How to complete this task: Using the data beneath this instruction, retype only the lines from the one that contains "pub const WRITE_CHUNK_SIZE: usize = 100;" down to the one that contains "let items: Vec<u32> = Vec::new();", both included, exactly as they appear.

(Collected data entries)
§ §
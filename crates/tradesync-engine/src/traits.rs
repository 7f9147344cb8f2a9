//! Seams between the engine and the two external systems.
//!
//! The engine is generic over these traits so its logic can be exercised
//! against in-memory fakes; production wiring lives in [`crate::sources`]
//! and [`crate::dest`].

use tradesync_core::{EntityKind, RecordKey, SourceRow};
use tradesync_simpro::types::{CostCenterFinancials, SchedulePath};
use tradesync_simpro::SimproError;
use tradesync_smartsheet::types::{NewRow, RowUpdate, Sheet};
use tradesync_smartsheet::SmartsheetError;

use crate::validate::{ProbeError, ProbeOutcome};

/// Read side of one reconcilable entity in the source system.
#[allow(async_fn_in_trait)]
pub trait EntitySource {
    fn entity(&self) -> EntityKind;

    /// The scoped list query driving the run, e.g. schedules inside the date
    /// window.
    async fn list_current(&self) -> Result<Vec<SourceRow>, SimproError>;

    /// Unscoped re-fetch of specific keys, used to rejoin confirmed-existing
    /// deletion candidates to the update set.
    async fn fetch_by_keys(&self, keys: &[RecordKey]) -> Result<Vec<SourceRow>, SimproError>;

    /// Per-key existence verdicts for deletion candidates. Implementations
    /// batch where the API allows and must report failures per key, never by
    /// failing the whole call.
    async fn probe(&self, keys: &[RecordKey])
        -> Vec<(RecordKey, Result<ProbeOutcome, ProbeError>)>;
}

/// Write side of the destination sheet service.
#[allow(async_fn_in_trait)]
pub trait SheetApi {
    async fn get_sheet(&self, sheet_id: i64) -> Result<Sheet, SmartsheetError>;

    /// Returns the number of rows written.
    async fn add_rows(&self, sheet_id: i64, rows: &[NewRow]) -> Result<usize, SmartsheetError>;

    /// Returns the number of rows written.
    async fn update_rows(
        &self,
        sheet_id: i64,
        rows: &[RowUpdate],
    ) -> Result<usize, SmartsheetError>;
}

/// Per-site address lookups backing the suburb refresh.
#[allow(async_fn_in_trait)]
pub trait SiteDirectory {
    /// The suburb (address city) of one site. `None` when the site is gone
    /// or its address carries no city.
    async fn site_suburb(&self, site_id: i64) -> Result<Option<String>, SimproError>;
}

/// Cost center claim and total figures, used by the WIP amount refresh.
#[allow(async_fn_in_trait)]
pub trait CostCenterFinance {
    async fn cost_center_financials(
        &self,
        path: SchedulePath,
    ) -> Result<Option<CostCenterFinancials>, SimproError>;
}

/// Direct schedule existence lookup by composite path, used by the
/// deletion-status scan.
#[allow(async_fn_in_trait)]
pub trait ScheduleProbe {
    async fn schedule_exists(
        &self,
        path: SchedulePath,
        schedule_id: i64,
    ) -> Result<bool, SimproError>;
}
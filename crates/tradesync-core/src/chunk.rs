//! Batch chunking for destination write ceilings.
//!
//! Smartsheet caps rows-per-call: 100 for full add/update payloads, 300 for
//! comment-only updates. Callers slice their payloads through [`chunks`]
//! and submit sequentially.

/// Rows per call for full add/update payloads.
pub const WRITE_CHUNK_SIZE: usize = 100;

/// Rows per call for comment-only (single cell) updates.
pub const COMMENT_CHUNK_SIZE: usize = 300;

/// Splits `items` into contiguous sub-slices of at most `size` items,
/// preserving order. The last chunk may be shorter. An empty input yields no
/// chunks.
///
/// # Panics
///
/// Panics if `size` is zero.
pub fn chunks<T>(items: &[T], size: usize) -> impl Iterator<Item = &[T]> {
    assert!(size > 0, "chunk size must be non-zero");
    items.chunks(size)
}

#[cfg(test)]
mod tests {
    use super::*;

    #[test]
    fn concatenation_reproduces_input() {
        let items: Vec<u32> = (0..257).collect();
        let rebuilt: Vec<u32> = chunks(&items, 100).flatten().copied().collect();
        assert_eq!(rebuilt, items);
    }

    #[test]
    fn all_but_last_have_requested_length() {
        let items: Vec<u32> = (0..257).collect();
        let lens: Vec<usize> = chunks(&items, 100).map(<[u32]>::len).collect();
        assert_eq!(lens, vec![100, 100, 57]);
    }

    #[test]
    fn exact_multiple_has_no_short_tail() {
        let items: Vec<u32> = (0..300).collect();
        let lens: Vec<usize> = chunks(&items, 100).map(<[u32]>::len).collect();
        assert_eq!(lens, vec![100, 100, 100]);
    }

    #[test]
    fn empty_input_yields_no_chunks() {
        let items: Vec<u32> = Vec::new();
        assert_eq!(chunks(&items, 100).count(), 0);
    }

    #[test]
    fn input_smaller_than_size_is_one_chunk() {
        let items = [1, 2, 3];
        let collected: Vec<&[i32]> = chunks(&items, 100).collect();
        assert_eq!(collected, vec![&items[..]]);
    }

    #[test]
    #[should_panic(expected = "chunk size must be non-zero")]
    fn zero_size_panics() {
        let items = [1];
        let _ = chunks(&items, 0).count();
    }
}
§ §
Answer section:
pub const WRITE_CHUNK_SIZE: usize = 100;

/// Rows per call for comment-only (single cell) updates.
pub const COMMENT_CHUNK_SIZE: usize = 300;

/// Splits `items` into contiguous sub-slices of at most `size` items,
/// preserving order. The last chunk may be shorter. An empty input yields no
/// chunks.
///
/// # Panics
///
/// Panics if `size` is zero.
pub fn chunks<T>(items: &[T], size: usize) -> impl Iterator<Item = &[T]> {
    assert!(size > 0, "chunk size must be non-zero");
    items.chunks(size)
}

#[cfg(test)]
mod tests {
    use super::*;

    #[test]
    fn concatenation_reproduces_input() {
        let items: Vec<u32> = (0..257).collect();
        let rebuilt: Vec<u32> = chunks(&items, 100).flatten().copied().collect();
        assert_eq!(rebuilt, items);
    }

    #[test]
    fn all_but_last_have_requested_length() {
        let items: Vec<u32> = (0..257).collect();
        let lens: Vec<usize> = chunks(&items, 100).map(<[u32]>::len).collect();
        assert_eq!(lens, vec![100, 100, 57]);
    }

    #[test]
    fn exact_multiple_has_no_short_tail() {
        let items: Vec<u32> = (0..300).collect();
        let lens: Vec<usize> = chunks(&items, 100).map(<[u32]>::len).collect();
        assert_eq!(lens, vec![100, 100, 100]);
    }

    #[test]
    fn empty_input_yields_no_chunks() {
        let items: Vec<u32> = Vec::new();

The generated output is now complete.